Lastly, two trials reporting on qol found no difference between the groups, suggesting that qol was not compromised based on the arm to which patients were randomized14,25.

Non-platinum Compared with Platinum–Etoposide Regimens

LS SCLC: Two moderate-quality trials reported on non-platinum compared with platinum–etoposide regimens12,68. One trial compared doxorubicin–cyclophosphamide–etoposide with cisplatin–etoposide and found that the median os duration was slightly but nonsignificantly greater in the patients receiving cisplatin–etoposide12. Sundstrom et al.68 compared epirubicin–cyclophosphamide–vincristine with cisplatin–etoposide and found that patients receiving cisplatin–etoposide experienced a significantly longer median survival duration (p = 0.001). Neither study reported on toxicity or qol outcomes.

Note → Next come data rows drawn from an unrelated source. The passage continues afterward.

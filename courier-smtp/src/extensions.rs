//! The extension map advertised in an EHLO reply.

use std::collections::HashMap;

use crate::response::Response;

/// Keyword/parameter pairs from the EHLO reply, keyed by uppercase keyword.
#[derive(Debug, Clone, Default)]
pub struct Extensions {
    entries: HashMap<String, String>,
}

impl Extensions {
    /// Parse the extension lines of an EHLO reply. The first line is the
    /// server greeting and carries no extension.
    #[must_use]
    pub fn from_ehlo(response: &Response) -> Self {
        let mut entries = HashMap::new();
        for line in response.lines.iter().skip(1) {
            let (keyword, parameter) = match line.split_once(' ') {
                Some((keyword, parameter)) => (keyword, parameter.trim()),
                None => (line.as_str(), ""),
            };
            // Some servers advertise `AUTH=PLAIN LOGIN` alongside the
            // standard form.
            let (keyword, parameter) = match keyword.split_once('=') {
                Some((keyword, first)) if parameter.is_empty() => {
                    (keyword, first.trim())
                }
                Some((keyword, first)) => {
                    entries.insert(
                        keyword.to_ascii_uppercase(),
                        format!("{first} {parameter}"),
                    );
                    continue;
                }
                None => (keyword, parameter),
            };
            if keyword.is_empty() {
                continue;
            }
            entries.insert(keyword.to_ascii_uppercase(), parameter.to_string());
        }
        Self { entries }
    }

    #[must_use]
    pub fn contains(&self, keyword: &str) -> bool {
        self.entries.contains_key(&keyword.to_ascii_uppercase())
    }

    #[must_use]
    pub fn parameter(&self, keyword: &str) -> Option<&str> {
        self.entries
            .get(&keyword.to_ascii_uppercase())
            .map(String::as_str)
    }

    /// The advertised SIZE limit, when present and well-formed.
    #[must_use]
    pub fn size_limit(&self) -> Option<usize> {
        self.parameter("SIZE").and_then(|s| s.parse().ok())
    }

    #[must_use]
    pub fn supports_starttls(&self) -> bool {
        self.contains("STARTTLS")
    }

    #[must_use]
    pub fn supports_dsn(&self) -> bool {
        self.contains("DSN")
    }

    /// Authentication mechanisms advertised under `AUTH`.
    #[must_use]
    pub fn auth_mechanisms(&self) -> Vec<&str> {
        self.parameter("AUTH")
            .map(|parameter| parameter.split_ascii_whitespace().collect())
            .unwrap_or_default()
    }
}

#[cfg(test)]
mod tests {
    use super::*;

    fn ehlo_reply(lines: &[&str]) -> Response {
        Response::new(250, lines.iter().map(ToString::to_string).collect())
    }

    #[test]
    fn parses_standard_extension_lines() {
        let extensions = Extensions::from_ehlo(&ehlo_reply(&[
            "mail.example.com greets client",
            "SIZE 35882577",
            "8BITMIME",
            "STARTTLS",
            "DSN",
            "AUTH PLAIN LOGIN CRAM-MD5",
        ]));

        assert_eq!(extensions.size_limit(), Some(35_882_577));
        assert!(extensions.supports_starttls());
        assert!(extensions.supports_dsn());
        assert!(extensions.contains("8bitmime"));
        assert!(!extensions.contains("CHUNKING"));
        assert_eq!(
            extensions.auth_mechanisms(),
            vec!["PLAIN", "LOGIN", "CRAM-MD5"]
        );
    }

    #[test]
    fn greeting_line_is_not_an_extension() {
        let extensions = Extensions::from_ehlo(&ehlo_reply(&["SIZE matters, says the greeting"]));
        assert!(!extensions.contains("SIZE"));
    }

    #[test]
    fn equals_form_auth_is_recognized() {
        let extensions =
            Extensions::from_ehlo(&ehlo_reply(&["mail.example.com", "AUTH=PLAIN LOGIN"]));
        assert_eq!(extensions.auth_mechanisms(), vec!["PLAIN", "LOGIN"]);
    }

    #[test]
    fn malformed_size_is_ignored() {
        let extensions = Extensions::from_ehlo(&ehlo_reply(&["mail.example.com", "SIZE lots"]));
        assert!(extensions.contains("SIZE"));
        assert_eq!(extensions.size_limit(), None);
    }
}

ES SCLC: The aggregate os scores of trials comparing amrubicin with cisplatin–etoposide or carboplatin–etoposide were of moderate quality. In one study, the median os was slightly but nonsignificantly greater for patients receiving carboplatin–etoposide60. O’Brien et al.44 conducted a 3-arm study comparing amrubicin alone with amrubicin–cisplatin and with cisplatin–etoposide, finding that os for patients in the amrubicin arms was slightly but nonsignificantly greater. In the trials comparing other chemotherapy combinations (moderate quality), Baka et al.12 compared doxorubicin–cyclophosphamide–etoposide with cisplatin–etoposide and found that median os was slightly but nonsignificantly greater in patients receiving doxorubicin–cyclophosphamide–etoposide. However, the trial by Sundstrom et al.68 found that the median os duration was longer in patients receiving cisplatin–etoposide than in those receiving cyclophosphamide–etoposide–vincristine (p value not reported). The evidence does not support the use of non-platinum-based regimens over platinum–etoposide combinations.

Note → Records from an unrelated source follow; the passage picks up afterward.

//! RFC 822/MIME serialization of a built message.
//!
//! The multipart nesting follows a fixed decision tree:
//! mixed wraps everything when regular attachments share the message with
//! other content, related wraps inline files with the body, alternative
//! wraps multiple body parts. With a single entity no wrapper is emitted.
//! Text parts are quoted-printable, files are base64, everything is UTF-8.

use std::fmt::Write as _;

use uuid::Uuid;

use crate::attachment::ResolvedAttachment;
use crate::encoding::{base64_wrapped, encode_header_value, quoted_printable};
use crate::message::{MailMessage, Mailbox};
use crate::request::BodyPart;

/// Serialize the message: headers, then the multipart body.
pub(crate) fn serialize(message: &MailMessage) -> Vec<u8> {
    let mut head = String::with_capacity(512);

    push_header(&mut head, "MIME-Version", "1.0");
    if let Some(date) = &message.date {
        push_header(&mut head, "Date", &date.to_rfc2822());
    }

    let domain = message
        .from
        .as_ref()
        .map_or("localhost", Mailbox::domain);
    push_header(
        &mut head,
        "Message-ID",
        &format!("<{}@{}>", Uuid::new_v4().simple(), domain),
    );

    if let Some(from) = &message.from {
        push_header(&mut head, "From", &from.to_string());
    }
    if let Some(sender) = &message.sender {
        push_header(&mut head, "Sender", &sender.to_string());
    }
    if !message.to.is_empty() {
        push_header(&mut head, "To", &join_mailboxes(&message.to));
    }
    if !message.cc.is_empty() {
        push_header(&mut head, "Cc", &join_mailboxes(&message.cc));
    }
    if let Some(reply_to) = &message.reply_to {
        push_header(&mut head, "Reply-To", &reply_to.to_string());
    }
    if let Some(return_path) = &message.return_path {
        push_header(&mut head, "Return-Path", &format!("<{}>", return_path.address));
    }
    // Bcc recipients exist only in the envelope.
    push_header(&mut head, "Subject", &encode_header_value(&message.subject));
    for (name, value) in &message.extra_headers {
        push_header(&mut head, name, value);
    }

    let (content_headers, body) = serialize_body(message);

    let mut out = String::with_capacity(head.len() + content_headers.len() + body.len() + 2);
    out.push_str(&head);
    out.push_str(&content_headers);
    out.push_str("\r\n");
    out.push_str(&body);
    out.into_bytes()
}

/// Build the entity headers and body according to the nesting tree.
fn serialize_body(message: &MailMessage) -> (String, String) {
    let parts = &message.parts;
    let inlines = &message.inlines;
    let attachments = &message.attachments;

    let mixed = attachments.len() > 1
        || (!parts.is_empty() && !attachments.is_empty())
        || (!inlines.is_empty() && !attachments.is_empty());
    let related = inlines.len() > 1 || (!parts.is_empty() && !inlines.is_empty());
    let alternative = parts.len() > 1;

    if !mixed && !related && !alternative {
        return serialize_single_entity(message);
    }

    let b_mixed = boundary();
    let b_related = boundary();
    let b_alternative = boundary();

    let (top_kind, top_boundary) = if mixed {
        ("mixed", &b_mixed)
    } else if related {
        ("related", &b_related)
    } else {
        ("alternative", &b_alternative)
    };
    let content_headers =
        format!("Content-Type: multipart/{top_kind}; boundary=\"{top_boundary}\"\r\n");

    let mut body = String::new();

    if related && mixed {
        open_nested(&mut body, &b_mixed, "related", &b_related);
    }
    if alternative && (mixed || related) {
        let parent = if related { &b_related } else { &b_mixed };
        open_nested(&mut body, parent, "alternative", &b_alternative);
    }

    let parts_boundary = if alternative {
        &b_alternative
    } else if related {
        &b_related
    } else {
        &b_mixed
    };
    for part in parts {
        write_part(&mut body, parts_boundary, part);
    }
    if alternative {
        close_boundary(&mut body, &b_alternative);
    }

    let inline_boundary = if related { &b_related } else { &b_mixed };
    for file in inlines {
        write_file(&mut body, inline_boundary, file);
    }
    if related {
        close_boundary(&mut body, &b_related);
    }

    for file in attachments {
        write_file(&mut body, &b_mixed, file);
    }
    if mixed {
        close_boundary(&mut body, &b_mixed);
    }

    (content_headers, body)
}

/// A message with at most one entity is serialized without any wrapper.
fn serialize_single_entity(message: &MailMessage) -> (String, String) {
    if let Some(part) = message.parts.first() {
        let mut body = quoted_printable(part.body.as_bytes());
        body.push_str("\r\n");
        return (part_headers(part), body);
    }
    if let Some(file) = message
        .inlines
        .first()
        .or_else(|| message.attachments.first())
    {
        let mut body = base64_wrapped(&file.data);
        body.push_str("\r\n");
        return (file_headers(file), body);
    }
    (
        "Content-Type: text/plain; charset=\"UTF-8\"\r\nContent-Transfer-Encoding: quoted-printable\r\n"
            .to_string(),
        String::new(),
    )
}

fn push_header(out: &mut String, name: &str, value: &str) {
    let _ = write!(out, "{name}: {value}\r\n");
}

fn join_mailboxes(mailboxes: &[Mailbox]) -> String {
    mailboxes
        .iter()
        .map(ToString::to_string)
        .collect::<Vec<_>>()
        .join(", ")
}

fn boundary() -> String {
    Uuid::new_v4().simple().to_string()
}

fn open_nested(body: &mut String, parent: &str, kind: &str, child: &str) {
    let _ = write!(
        body,
        "--{parent}\r\nContent-Type: multipart/{kind}; boundary=\"{child}\"\r\n\r\n"
    );
}

fn close_boundary(body: &mut String, boundary: &str) {
    let _ = write!(body, "--{boundary}--\r\n");
}

fn part_headers(part: &BodyPart) -> String {
    format!(
        "Content-Type: {}; charset=\"UTF-8\"\r\nContent-Transfer-Encoding: quoted-printable\r\n",
        part.content_type
    )
}

fn write_part(body: &mut String, boundary: &str, part: &BodyPart) {
    let _ = write!(body, "--{boundary}\r\n{}", part_headers(part));
    body.push_str("\r\n");
    body.push_str(&quoted_printable(part.body.as_bytes()));
    body.push_str("\r\n");
}

fn file_headers(file: &ResolvedAttachment) -> String {
    let mut headers = format!(
        "Content-Type: {}; name=\"{}\"\r\nContent-Transfer-Encoding: base64\r\n",
        file.mime_type, file.name
    );
    if file.inline {
        let _ = write!(
            headers,
            "Content-Disposition: inline; filename=\"{}\"\r\nContent-ID: <{}>\r\n",
            file.name, file.name
        );
    } else {
        let _ = write!(
            headers,
            "Content-Disposition: attachment; filename=\"{}\"\r\n",
            file.name
        );
    }
    headers
}

fn write_file(body: &mut String, boundary: &str, file: &ResolvedAttachment) {
    let _ = write!(body, "--{boundary}\r\n{}", file_headers(file));
    body.push_str("\r\n");
    body.push_str(&base64_wrapped(&file.data));
    body.push_str("\r\n");
}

Platinum–Etoposide Plus Another Agent Compared with Platinum–Etoposide

LS SCLC: Aggregate scores for the trials were not possible because the two trials reported on different types of chemotherapy. One trial with high-quality evidence comparing tamoxifen–cisplatin–etoposide with cisplatin–etoposide found that median and 3-year os were significantly improved for patients receiving cisplatin–etoposide (p values not reported)40. Another trial of moderate quality that compared the addition of paclitaxel to cisplatin–etoposide with cisplatin–etoposide alone demonstrated a slightly better but nonsignificantly different median os in the paclitaxel–cisplatin–etoposide arm (p value not reported)39. In addition, one trial reported on toxicity, finding that the toxicity profiles were relatively similar for patients receiving tamoxifen plus cisplatin–etoposide and for those receiving cisplatin-etoposide40. No trial reported on qol.

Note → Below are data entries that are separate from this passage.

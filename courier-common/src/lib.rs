//! Shared foundation for the courier mail dispatch worker.
//!
//! This crate holds the pieces every other crate leans on: the YAML
//! configuration model, logging bootstrap, and the structured operator
//! event sink that mirrors log lines onto a side queue of the message bus.

pub mod config;
pub mod events;
pub mod logging;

ES SCLC: Two trials of moderate quality compared paclitaxel–cisplatin–etoposide with cisplatin–etoposide27,39. One trial showed that the median os was slightly but nonsignificantly higher in the cisplatin–etoposide group than in the paclitaxel–cisplatin–etoposide group39. Results from both Mavroudis et al.39 and Niell et al.42 suggested that the addition of paclitaxel to standard doses of cisplatin–etoposide did not improve os. Similarly, another study compared palifosfamide–carboplatin–etoposide with carboplatin–etoposide alone and found that the addition of palifosfamide to carboplatin–etoposide did not improve os27. On the other hand, Pujol et al.46 found that os was significantly better with the addition of 4′-epidoxorubicin–cyclophosphamide to cisplatin–etoposide than with cisplatin–etoposide alone (p = 0.0067). The available evidence does not support the addition of a third agent to platinum–etoposide.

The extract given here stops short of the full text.